Saved entries
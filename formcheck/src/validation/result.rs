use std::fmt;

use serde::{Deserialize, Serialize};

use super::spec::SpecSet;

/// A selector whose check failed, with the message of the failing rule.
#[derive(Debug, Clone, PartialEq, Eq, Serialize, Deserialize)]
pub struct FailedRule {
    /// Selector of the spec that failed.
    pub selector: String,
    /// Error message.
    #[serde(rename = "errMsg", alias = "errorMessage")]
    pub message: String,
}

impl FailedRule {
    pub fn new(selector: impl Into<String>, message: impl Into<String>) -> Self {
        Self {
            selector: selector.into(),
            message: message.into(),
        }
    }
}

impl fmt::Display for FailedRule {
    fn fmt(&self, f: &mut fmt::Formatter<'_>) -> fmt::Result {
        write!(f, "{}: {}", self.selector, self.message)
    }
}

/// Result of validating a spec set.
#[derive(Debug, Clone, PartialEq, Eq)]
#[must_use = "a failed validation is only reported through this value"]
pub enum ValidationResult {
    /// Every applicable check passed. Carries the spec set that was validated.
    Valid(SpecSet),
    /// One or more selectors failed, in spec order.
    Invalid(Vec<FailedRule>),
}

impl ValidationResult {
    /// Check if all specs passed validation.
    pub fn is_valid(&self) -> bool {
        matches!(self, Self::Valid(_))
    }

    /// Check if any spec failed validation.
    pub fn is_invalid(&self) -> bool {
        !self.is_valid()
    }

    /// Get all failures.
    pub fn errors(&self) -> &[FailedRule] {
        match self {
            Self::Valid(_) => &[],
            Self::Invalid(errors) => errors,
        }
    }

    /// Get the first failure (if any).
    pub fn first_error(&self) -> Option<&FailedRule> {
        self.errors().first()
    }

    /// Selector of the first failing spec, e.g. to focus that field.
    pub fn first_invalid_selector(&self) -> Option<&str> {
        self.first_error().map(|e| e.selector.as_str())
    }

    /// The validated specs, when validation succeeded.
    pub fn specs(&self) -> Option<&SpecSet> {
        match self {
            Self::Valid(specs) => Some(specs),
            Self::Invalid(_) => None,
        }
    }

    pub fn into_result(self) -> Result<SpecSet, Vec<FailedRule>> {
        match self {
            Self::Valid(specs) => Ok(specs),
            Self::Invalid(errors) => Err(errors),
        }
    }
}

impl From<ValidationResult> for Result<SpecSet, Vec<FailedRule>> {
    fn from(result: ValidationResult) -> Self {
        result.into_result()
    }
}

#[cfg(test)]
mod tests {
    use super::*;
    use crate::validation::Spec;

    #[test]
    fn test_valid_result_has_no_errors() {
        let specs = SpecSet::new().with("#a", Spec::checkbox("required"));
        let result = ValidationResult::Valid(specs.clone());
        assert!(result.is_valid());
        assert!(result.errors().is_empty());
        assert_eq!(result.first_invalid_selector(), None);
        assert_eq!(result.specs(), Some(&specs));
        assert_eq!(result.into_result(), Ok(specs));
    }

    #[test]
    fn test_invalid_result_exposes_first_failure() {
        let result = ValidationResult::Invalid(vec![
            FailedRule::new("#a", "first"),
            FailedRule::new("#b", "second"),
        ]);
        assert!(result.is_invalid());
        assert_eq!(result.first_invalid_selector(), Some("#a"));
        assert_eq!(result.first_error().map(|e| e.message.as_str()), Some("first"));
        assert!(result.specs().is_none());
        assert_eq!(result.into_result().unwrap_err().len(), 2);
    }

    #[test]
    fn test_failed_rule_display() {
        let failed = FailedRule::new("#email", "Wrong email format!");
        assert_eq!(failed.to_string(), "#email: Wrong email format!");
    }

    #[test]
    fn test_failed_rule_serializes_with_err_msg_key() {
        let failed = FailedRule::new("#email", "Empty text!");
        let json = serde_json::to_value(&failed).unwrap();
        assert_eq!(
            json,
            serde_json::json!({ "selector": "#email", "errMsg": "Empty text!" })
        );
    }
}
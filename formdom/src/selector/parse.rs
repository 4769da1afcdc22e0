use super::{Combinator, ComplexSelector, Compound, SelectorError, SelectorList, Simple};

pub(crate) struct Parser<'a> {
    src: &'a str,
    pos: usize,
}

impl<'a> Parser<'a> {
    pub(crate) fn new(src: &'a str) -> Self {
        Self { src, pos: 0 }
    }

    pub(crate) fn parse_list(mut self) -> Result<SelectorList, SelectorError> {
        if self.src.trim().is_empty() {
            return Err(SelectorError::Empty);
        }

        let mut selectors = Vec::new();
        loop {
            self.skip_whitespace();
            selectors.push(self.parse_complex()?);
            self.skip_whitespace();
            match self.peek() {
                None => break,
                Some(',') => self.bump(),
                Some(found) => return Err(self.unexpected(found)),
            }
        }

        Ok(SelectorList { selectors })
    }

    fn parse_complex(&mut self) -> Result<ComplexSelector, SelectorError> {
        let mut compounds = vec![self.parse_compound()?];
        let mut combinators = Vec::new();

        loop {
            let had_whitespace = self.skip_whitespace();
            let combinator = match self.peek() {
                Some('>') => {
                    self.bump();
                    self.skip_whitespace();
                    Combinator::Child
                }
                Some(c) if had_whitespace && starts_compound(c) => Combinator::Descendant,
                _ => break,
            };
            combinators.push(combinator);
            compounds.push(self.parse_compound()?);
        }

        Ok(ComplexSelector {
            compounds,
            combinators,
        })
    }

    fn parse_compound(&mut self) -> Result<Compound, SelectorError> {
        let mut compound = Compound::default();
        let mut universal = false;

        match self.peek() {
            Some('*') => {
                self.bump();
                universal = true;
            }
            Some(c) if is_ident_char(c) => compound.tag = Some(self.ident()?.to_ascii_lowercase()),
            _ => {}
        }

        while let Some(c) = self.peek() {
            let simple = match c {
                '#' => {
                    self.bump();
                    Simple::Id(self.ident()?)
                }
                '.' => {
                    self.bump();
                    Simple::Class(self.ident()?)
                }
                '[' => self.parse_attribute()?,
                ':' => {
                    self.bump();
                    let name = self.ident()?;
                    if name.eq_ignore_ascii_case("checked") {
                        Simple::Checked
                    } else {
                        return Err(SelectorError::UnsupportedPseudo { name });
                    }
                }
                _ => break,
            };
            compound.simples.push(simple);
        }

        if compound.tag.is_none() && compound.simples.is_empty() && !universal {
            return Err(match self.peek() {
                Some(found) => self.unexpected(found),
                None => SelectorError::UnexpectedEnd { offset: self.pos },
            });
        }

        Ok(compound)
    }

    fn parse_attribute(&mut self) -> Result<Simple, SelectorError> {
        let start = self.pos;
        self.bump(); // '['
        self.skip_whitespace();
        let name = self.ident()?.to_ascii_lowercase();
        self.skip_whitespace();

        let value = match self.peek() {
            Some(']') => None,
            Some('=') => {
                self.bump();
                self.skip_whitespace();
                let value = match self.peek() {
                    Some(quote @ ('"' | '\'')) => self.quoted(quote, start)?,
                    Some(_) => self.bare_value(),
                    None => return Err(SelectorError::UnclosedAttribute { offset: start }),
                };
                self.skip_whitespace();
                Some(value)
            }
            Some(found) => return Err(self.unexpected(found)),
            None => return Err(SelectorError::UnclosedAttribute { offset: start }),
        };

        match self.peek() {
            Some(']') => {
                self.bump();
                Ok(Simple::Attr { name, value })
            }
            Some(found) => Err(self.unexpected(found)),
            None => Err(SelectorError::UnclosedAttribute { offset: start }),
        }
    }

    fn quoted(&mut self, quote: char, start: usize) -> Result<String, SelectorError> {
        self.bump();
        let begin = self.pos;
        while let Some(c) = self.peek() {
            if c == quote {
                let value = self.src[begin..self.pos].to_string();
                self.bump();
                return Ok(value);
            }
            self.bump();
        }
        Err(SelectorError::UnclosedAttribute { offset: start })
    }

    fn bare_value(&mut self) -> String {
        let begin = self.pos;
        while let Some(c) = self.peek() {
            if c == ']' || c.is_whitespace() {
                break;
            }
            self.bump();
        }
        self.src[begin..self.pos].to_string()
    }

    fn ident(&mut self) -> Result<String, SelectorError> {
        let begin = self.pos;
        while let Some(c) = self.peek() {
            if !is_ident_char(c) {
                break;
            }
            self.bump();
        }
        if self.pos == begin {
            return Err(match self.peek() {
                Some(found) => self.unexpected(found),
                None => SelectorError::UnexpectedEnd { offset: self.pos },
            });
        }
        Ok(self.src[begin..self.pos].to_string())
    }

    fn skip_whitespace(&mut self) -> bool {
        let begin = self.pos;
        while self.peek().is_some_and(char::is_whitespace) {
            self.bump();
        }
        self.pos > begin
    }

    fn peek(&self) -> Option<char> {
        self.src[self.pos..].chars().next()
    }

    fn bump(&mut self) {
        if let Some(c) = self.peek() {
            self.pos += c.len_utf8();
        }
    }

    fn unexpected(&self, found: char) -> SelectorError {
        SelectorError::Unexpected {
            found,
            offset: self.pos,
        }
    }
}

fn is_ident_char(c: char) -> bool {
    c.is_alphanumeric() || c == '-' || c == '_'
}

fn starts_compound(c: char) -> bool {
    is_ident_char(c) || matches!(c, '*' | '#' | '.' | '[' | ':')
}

WORK REQUIRED:
The answer should consist of all lines from the records above that hold the word "ValidationResult".

WRITTEN ANSWER:
pub enum ValidationResult {
impl ValidationResult {
impl From<ValidationResult> for Result<SpecSet, Vec<FailedRule>> {
    fn from(result: ValidationResult) -> Self {
        let result = ValidationResult::Valid(specs.clone());
        let result = ValidationResult::Invalid(vec![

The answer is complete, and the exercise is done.